Across the whole listing, copy out every line that includes the string "Yellow".

Start of SOURCE RECORDS

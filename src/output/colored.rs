//! Colored formatter implementation with terminal color support
//!
//! Layout is shared with [`PlainFormatter`]; cells are padded first and
//! colored afterwards so escape codes never skew column widths.

use super::formatter::{
    fmt_err, format_duration, format_mbps, result_row, results_columns, status_label, FormattingOptions,
    OutputFormatter, PlainFormatter, RowData, TableFormat,
};
use crate::{
    error::Result,
    executor::RunReport,
    models::{ProbeResult, ProbeStatus, ProbeTarget},
    types::{LatencyLevel, SortKey, TestType},
};
use colored::*;
use std::fmt::Write as _;

impl LatencyLevel {
    /// Terminal color for this latency band
    pub fn color(&self) -> Color {
        match self {
            Self::Excellent => Color::Green,
            Self::Good => Color::Cyan,
            Self::Fair => Color::Yellow,
            Self::Poor => Color::Red,
            Self::Unknown => Color::BrightBlack,
        }
    }
}

/// Color scheme configuration
#[derive(Debug, Clone)]
pub struct ColorScheme {
    pub header: Color,
    pub success: Color,
    pub warning: Color,
    pub error: Color,
    pub info: Color,
    pub muted: Color,
    pub border: Color,
}

impl Default for ColorScheme {
    fn default() -> Self {
        Self {
            header: Color::Blue,
            success: Color::Green,
            warning: Color::Yellow,
            error: Color::Red,
            info: Color::Cyan,
            muted: Color::BrightBlack,
            border: Color::BrightBlack,
        }
    }
}

/// Colored formatter implementation
pub struct ColoredFormatter {
    plain_formatter: PlainFormatter,
    options: FormattingOptions,
    color_scheme: ColorScheme,
}

impl ColoredFormatter {
    /// Create a new colored formatter with options
    pub fn new(options: FormattingOptions) -> Self {
        Self::with_color_scheme(options, ColorScheme::default())
    }

    /// Create a colored formatter with custom color scheme
    pub fn with_color_scheme(options: FormattingOptions, color_scheme: ColorScheme) -> Self {
        Self {
            plain_formatter: PlainFormatter::new(options.clone()),
            options,
            color_scheme,
        }
    }

    /// Apply color to text if colors are enabled
    fn colorize(&self, text: &str, color: Color) -> ColoredString {
        if self.options.enable_color {
            text.color(color)
        } else {
            text.normal()
        }
    }

    fn bold(&self, text: &str) -> ColoredString {
        if self.options.enable_color {
            text.bold()
        } else {
            text.normal()
        }
    }

    fn status_color(&self, result: &ProbeResult) -> Color {
        match result.status {
            ProbeStatus::Measured if result.error.is_some() => self.color_scheme.warning,
            ProbeStatus::Measured => self.color_scheme.success,
            ProbeStatus::Failed => self.color_scheme.error,
            ProbeStatus::Skipped => self.color_scheme.muted,
        }
    }

    fn create_section_header(&self, title: &str) -> String {
        self.bold(title).color(self.color_scheme.header).to_string()
    }

    fn table_format(&self, test_type: TestType) -> TableFormat {
        TableFormat {
            columns: results_columns(test_type, self.options.verbose_mode, self.options.max_cell_width),
            show_borders: self.options.table_borders,
            show_header: true,
        }
    }
}

impl OutputFormatter for ColoredFormatter {
    fn format_header(&self, title: &str) -> Result<String> {
        let mut output = String::new();
        let border = "═".repeat(title.chars().count() + 4);

        writeln!(output, "{}", self.colorize(&border, self.color_scheme.border)).map_err(fmt_err)?;
        writeln!(output, "  {}  ", self.bold(title).color(self.color_scheme.header)).map_err(fmt_err)?;
        write!(output, "{}", self.colorize(&border, self.color_scheme.border)).map_err(fmt_err)?;

        Ok(output)
    }

    fn format_run_summary(&self, report: &RunReport) -> Result<String> {
        let summary = &report.summary;
        let mut output = String::new();

        writeln!(output, "{}", self.create_section_header("Run Summary")).map_err(fmt_err)?;
        writeln!(
            output,
            "Duration:    {}",
            self.colorize(
                &format_duration(report.elapsed.as_secs_f64() * 1000.0),
                self.color_scheme.info
            )
        )
        .map_err(fmt_err)?;
        writeln!(output, "Targets:     {}", summary.total).map_err(fmt_err)?;

        let rate = summary.success_rate();
        let rate_color = if rate >= 80.0 {
            self.color_scheme.success
        } else if rate >= 50.0 {
            self.color_scheme.warning
        } else {
            self.color_scheme.error
        };
        writeln!(
            output,
            "Measured:    {} ({})",
            self.colorize(&summary.measured.to_string(), self.color_scheme.success),
            self.colorize(&format!("{:.1}%", rate), rate_color)
        )
        .map_err(fmt_err)?;
        if summary.failed > 0 {
            writeln!(
                output,
                "Failed:      {}",
                self.colorize(&summary.failed.to_string(), self.color_scheme.error)
            )
            .map_err(fmt_err)?;
        }
        if summary.skipped > 0 {
            writeln!(
                output,
                "Skipped:     {}",
                self.colorize(&summary.skipped.to_string(), self.color_scheme.muted)
            )
            .map_err(fmt_err)?;
        }
        if let Some(latency) = &summary.latency {
            let median = LatencyLevel::from_latency(Some(latency.median_ms));
            writeln!(
                output,
                "Latency:     min {:.1}ms / median {} / max {:.1}ms",
                latency.min_ms,
                self.colorize(&format!("{:.1}ms", latency.median_ms), median.color()),
                latency.max_ms
            )
            .map_err(fmt_err)?;
        }
        if summary.mean_download_mbps.is_some() || summary.mean_upload_mbps.is_some() {
            writeln!(
                output,
                "Throughput:  mean down {} / up {} Mbps",
                format_mbps(summary.mean_download_mbps),
                format_mbps(summary.mean_upload_mbps)
            )
            .map_err(fmt_err)?;
        }
        if report.stopped {
            writeln!(
                output,
                "{}",
                self.colorize("Run was stopped before every target was measured", self.color_scheme.warning)
            )
            .map_err(fmt_err)?;
        }
        for notice in &report.notices {
            writeln!(output, "{} {}", self.colorize("Notice:", self.color_scheme.warning), notice)
                .map_err(fmt_err)?;
        }

        Ok(output.trim_end().to_string())
    }

    fn format_results_table(&self, results: &[ProbeResult], test_type: TestType) -> Result<String> {
        if results.is_empty() {
            return Ok(self
                .colorize("No results available.", self.color_scheme.muted)
                .to_string());
        }

        let verbose = self.options.verbose_mode;
        let format = self.table_format(test_type);
        let rows: Vec<RowData> = results
            .iter()
            .enumerate()
            .map(|(idx, result)| result_row(idx + 1, result, test_type, verbose))
            .collect();

        let latency_col = format.columns.iter().position(|c| c.header == "Latency");
        let status_col = format.columns.iter().position(|c| c.header == "Status");

        let table = self.plain_formatter.create_table_with(&format, &rows, |row, col, cell| {
            let Some(row) = row else {
                return self.bold(&cell).to_string();
            };
            let result = &results[row];
            if Some(col) == latency_col {
                self.colorize(&cell, LatencyLevel::from_latency(result.latency_ms).color())
                    .to_string()
            } else if Some(col) == status_col {
                self.colorize(&cell, self.status_color(result)).to_string()
            } else if col == 0 && row == 0 && result.status == ProbeStatus::Measured {
                self.bold(&cell).to_string()
            } else {
                cell
            }
        });

        Ok(table)
    }

    fn format_skipped(&self, skipped: &[ProbeTarget]) -> Result<String> {
        if skipped.is_empty() {
            return Ok(String::new());
        }

        let mut output = String::new();
        writeln!(
            output,
            "{}",
            self.create_section_header(&format!("Skipped ({})", skipped.len()))
        )
        .map_err(fmt_err)?;
        for target in skipped {
            writeln!(output, "  {}", self.colorize(&target.to_string(), self.color_scheme.muted))
                .map_err(fmt_err)?;
        }
        Ok(output.trim_end().to_string())
    }

    fn format_recommendation(&self, report: &RunReport, sort_key: SortKey) -> Result<String> {
        let text = self.plain_formatter.format_recommendation(report, sort_key)?;
        let color = if report.summary.best.is_some() {
            self.color_scheme.success
        } else {
            self.color_scheme.error
        };
        Ok(self.bold(&text).color(color).to_string())
    }

    fn format_result_line(&self, result: &ProbeResult) -> Result<String> {
        let mut line = format!(
            "{:<24} {}",
            result.target.id,
            self.colorize(&status_label(result), self.status_color(result))
        );
        if let Some(ms) = result.latency_ms {
            let level = LatencyLevel::from_latency(Some(ms));
            line.push_str(&format!("  {}", self.colorize(&format!("{:.1}ms", ms), level.color())));
        }
        if let Some(speed) = result.speed.filter(|s| s.is_measured()) {
            line.push_str(&format!(
                "  down {} / up {} Mbps",
                format_mbps(speed.download_mbps),
                format_mbps(speed.upload_mbps)
            ));
        }
        Ok(line)
    }

    fn format_warning(&self, warning: &str) -> Result<String> {
        Ok(format!("{} {}", self.bold("WARNING:").color(self.color_scheme.warning), warning))
    }

    fn format_success(&self, message: &str) -> Result<String> {
        Ok(format!("{} {}", self.bold("OK:").color(self.color_scheme.success), message))
    }
}
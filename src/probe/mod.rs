//! Per-target probers
//!
//! [`TargetProber`] is the seam the worker pool drives. [`NetworkProber`]
//! is the real implementation: OS ping for latency, the echo session for
//! throughput, selected by [`TestType`].

pub mod latency;
pub mod speed;

pub use latency::{LatencyProber, PingStyle};
pub use speed::{calculate_mbps, SessionEnd, SessionReport, SpeedProber, SpeedSettings};

use crate::defaults;
use crate::error::ProbeError;
use crate::executor::ControlSignals;
use crate::logging::ProbeLogger;
use crate::models::{Config, ProbeResult, ProbeTarget, SpeedResult};
use crate::types::TestType;
use async_trait::async_trait;
use std::sync::Arc;
use std::time::Duration;

/// Measures one target. Failures belong in the returned result, never in a panic.
///
/// Returning [`ProbeResult::skipped`] (or any result whose error is
/// [`ProbeError::Cancelled`]) tells the pool the probe was abandoned
/// because of a stop request.
#[async_trait]
pub trait TargetProber: Send + Sync {
    async fn probe(&self, target: &ProbeTarget, signals: &ControlSignals) -> ProbeResult;
}

/// Everything a [`NetworkProber`] needs besides a logger
#[derive(Debug, Clone, PartialEq, Eq)]
pub struct ProbeParams {
    pub test_type: TestType,
    pub ping_count: u32,
    pub ping_timeout: Duration,
    pub ping_command: String,
    pub speed: SpeedSettings,
}

impl Default for ProbeParams {
    fn default() -> Self {
        Self {
            test_type: TestType::default(),
            ping_count: defaults::DEFAULT_PING_COUNT,
            ping_timeout: defaults::DEFAULT_TIMEOUT / 2,
            ping_command: defaults::DEFAULT_PING_COMMAND.to_string(),
            speed: SpeedSettings::default(),
        }
    }
}

impl ProbeParams {
    pub fn from_config(config: &Config) -> Self {
        Self {
            test_type: config.test_type,
            ping_count: config.ping_count,
            ping_timeout: config.ping_reply_timeout(),
            ping_command: config.ping_command.clone(),
            speed: SpeedSettings::from_config(config),
        }
    }

    pub fn latency_prober(&self) -> LatencyProber {
        LatencyProber::new(self.ping_count, self.ping_timeout).with_command(self.ping_command.clone())
    }
}

/// Latency and/or throughput against the live network
pub struct NetworkProber {
    test_type: TestType,
    latency: LatencyProber,
    speed: SpeedProber,
    logger: Arc<ProbeLogger>,
}

impl NetworkProber {
    pub fn new(params: ProbeParams, logger: Arc<ProbeLogger>) -> Self {
        Self {
            test_type: params.test_type,
            latency: params.latency_prober(),
            speed: SpeedProber::new(params.speed, logger.clone()),
            logger,
        }
    }

    pub fn test_type(&self) -> TestType {
        self.test_type
    }

    pub fn latency(&self) -> &LatencyProber {
        &self.latency
    }

    pub fn speed(&self) -> &SpeedProber {
        &self.speed
    }
}

#[async_trait]
impl TargetProber for NetworkProber {
    async fn probe(&self, target: &ProbeTarget, signals: &ControlSignals) -> ProbeResult {
        let address = match target.probe_address() {
            Some(address) => address.to_string(),
            None => return ProbeResult::failed(target.clone(), ProbeError::MissingAddress),
        };

        let mut latency_ms = None;
        let mut error = None;

        if self.test_type.includes_latency() {
            let outcome = self.latency.measure(&address, signals).await;
            self.logger.log_latency(target, &outcome).await;
            match outcome {
                Ok(ms) => latency_ms = Some(ms),
                Err(ProbeError::Cancelled) => return ProbeResult::skipped(target.clone()),
                Err(e) => error = Some(e),
            }
        }

        let mut speed = None;
        if self.test_type.includes_speed() {
            if signals.is_stopped() {
                return ProbeResult::skipped(target.clone());
            }
            match self.speed.probe(&address, signals).await {
                Ok(report) if report.end == SessionEnd::Cancelled => {
                    return ProbeResult::skipped(target.clone());
                }
                Ok(report) => speed = Some(report.speed()),
                Err(ProbeError::Cancelled) => return ProbeResult::skipped(target.clone()),
                Err(e) => {
                    speed = Some(SpeedResult::none());
                    // A latency failure is the more telling reason; keep it.
                    error.get_or_insert(e);
                }
            }
        }

        ProbeResult::new(target.clone(), latency_ms, speed, error)
    }
}
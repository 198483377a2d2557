//! Per-target probe failures
//!
//! These never abort a run. The worker pool attaches them to the target's
//! result and keeps going.

use serde::{Deserialize, Serialize};
use thiserror::Error;

#[derive(Error, Debug, Clone, PartialEq, Eq, Serialize, Deserialize)]
#[serde(tag = "kind", content = "detail", rename_all = "snake_case")]
pub enum ProbeError {
    #[error("target has no network address")]
    MissingAddress,

    #[error("ping command '{0}' not found")]
    CommandNotFound(String),

    #[error("host could not be resolved")]
    UnknownHost,

    #[error("all echo requests were lost")]
    PacketLoss,

    #[error("ping exited with status {}", .0.map(|c| c.to_string()).unwrap_or_else(|| "unknown".to_string()))]
    ExitStatus(Option<i32>),

    #[error("ping did not finish within {0}s")]
    ProcessTimeout(u64),

    #[error("ping output contained no average round-trip time")]
    Unparsable,

    #[error("no candidate port accepted a connection ({0})")]
    ConnectFailed(String),

    #[error("probe cancelled by stop request")]
    Cancelled,

    #[error("probe I/O failure: {0}")]
    Io(String),
}

impl ProbeError {
    /// Conditions that affect every target equally and are reported once per run.
    pub fn is_global(&self) -> bool {
        matches!(self, Self::CommandNotFound(_))
    }

    /// Short machine-friendly label used in tables and logs.
    pub fn label(&self) -> &'static str {
        match self {
            Self::MissingAddress => "no-address",
            Self::CommandNotFound(_) => "no-ping",
            Self::UnknownHost => "unknown-host",
            Self::PacketLoss => "packet-loss",
            Self::ExitStatus(_) => "exit-status",
            Self::ProcessTimeout(_) => "timeout",
            Self::Unparsable => "unparsable",
            Self::ConnectFailed(_) => "connect-failed",
            Self::Cancelled => "cancelled",
            Self::Io(_) => "io",
        }
    }
}
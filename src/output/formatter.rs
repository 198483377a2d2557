//! Core formatting traits and implementations
//!
//! This module defines the output formatting interface and provides
//! a plain text implementation with table formatting capabilities.

use crate::{
    error::{AppError, Result},
    executor::RunReport,
    models::{ProbeResult, ProbeStatus, ProbeTarget},
    types::{SortKey, TestType},
};
use std::fmt::Write as _;

/// Main trait for output formatting
pub trait OutputFormatter: Send + Sync {
    /// Format a header section
    fn format_header(&self, title: &str) -> Result<String>;

    /// Counts, elapsed time and latency spread of a run
    fn format_run_summary(&self, report: &RunReport) -> Result<String>;

    /// Ranked results as a table; columns follow the test type
    fn format_results_table(&self, results: &[ProbeResult], test_type: TestType) -> Result<String>;

    /// Targets a stop request left unmeasured
    fn format_skipped(&self, skipped: &[ProbeTarget]) -> Result<String>;

    /// The best target under the run's sort key
    fn format_recommendation(&self, report: &RunReport, sort_key: SortKey) -> Result<String>;

    /// One line per published result, for live progress
    fn format_result_line(&self, result: &ProbeResult) -> Result<String>;

    /// Format warning messages
    fn format_warning(&self, warning: &str) -> Result<String>;

    /// Format success messages
    fn format_success(&self, message: &str) -> Result<String>;
}

/// Configuration options for formatting
#[derive(Debug, Clone)]
pub struct FormattingOptions {
    /// Enable colored output
    pub enable_color: bool,
    /// Show the error column and run notices
    pub verbose_mode: bool,
    /// Show table borders
    pub table_borders: bool,
    /// Widest a single cell may grow
    pub max_cell_width: usize,
}

impl Default for FormattingOptions {
    fn default() -> Self {
        Self {
            enable_color: true,
            verbose_mode: false,
            table_borders: true,
            max_cell_width: 40,
        }
    }
}

/// Table formatting configuration
#[derive(Debug, Clone)]
pub struct TableFormat {
    pub columns: Vec<Column>,
    pub show_borders: bool,
    pub show_header: bool,
}

/// Column definition for table formatting
#[derive(Debug, Clone)]
pub struct Column {
    pub header: String,
    pub alignment: Alignment,
    pub max_width: usize,
}

impl Column {
    pub fn new(header: &str, alignment: Alignment, max_width: usize) -> Self {
        Self {
            header: header.to_string(),
            alignment,
            max_width,
        }
    }
}

/// Text alignment options
#[derive(Debug, Clone, Copy, PartialEq, Eq)]
pub enum Alignment {
    Left,
    Right,
}

/// Row data for table formatting
pub type RowData = Vec<String>;

/// Column set for a results table under one test type
pub(crate) fn results_columns(test_type: TestType, verbose: bool, max_width: usize) -> Vec<Column> {
    let mut columns = vec![
        Column::new("#", Alignment::Right, 4),
        Column::new("Target", Alignment::Left, max_width),
        Column::new("Address", Alignment::Left, max_width),
        Column::new("Location", Alignment::Left, max_width),
    ];
    if test_type.includes_latency() {
        columns.push(Column::new("Latency", Alignment::Right, 12));
    }
    if test_type.includes_speed() {
        columns.push(Column::new("Down Mbps", Alignment::Right, 12));
        columns.push(Column::new("Up Mbps", Alignment::Right, 12));
    }
    columns.push(Column::new("Status", Alignment::Left, 16));
    if verbose {
        columns.push(Column::new("Error", Alignment::Left, max_width));
    }
    columns
}

/// Plain cell text for one result, matching [`results_columns`]
pub(crate) fn result_row(rank: usize, result: &ProbeResult, test_type: TestType, verbose: bool) -> RowData {
    let mut row = vec![
        rank.to_string(),
        result.target.id.clone(),
        result.target.address.clone(),
        result
            .target
            .location
            .as_ref()
            .map(|l| l.display_name())
            .unwrap_or_else(|| "-".to_string()),
    ];
    if test_type.includes_latency() {
        row.push(format_latency(result.latency_ms));
    }
    if test_type.includes_speed() {
        row.push(format_mbps(result.download_mbps()));
        row.push(format_mbps(result.upload_mbps()));
    }
    row.push(status_label(result));
    if verbose {
        row.push(result.error.as_ref().map(|e| e.to_string()).unwrap_or_default());
    }
    row
}

pub(crate) fn format_latency(latency_ms: Option<f64>) -> String {
    match latency_ms {
        Some(ms) => format!("{:.1}ms", ms),
        None => "-".to_string(),
    }
}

End of SOURCE RECORDS

ANSWER -
            Self::Fair => Color::Yellow,
            warning: Color::Yellow,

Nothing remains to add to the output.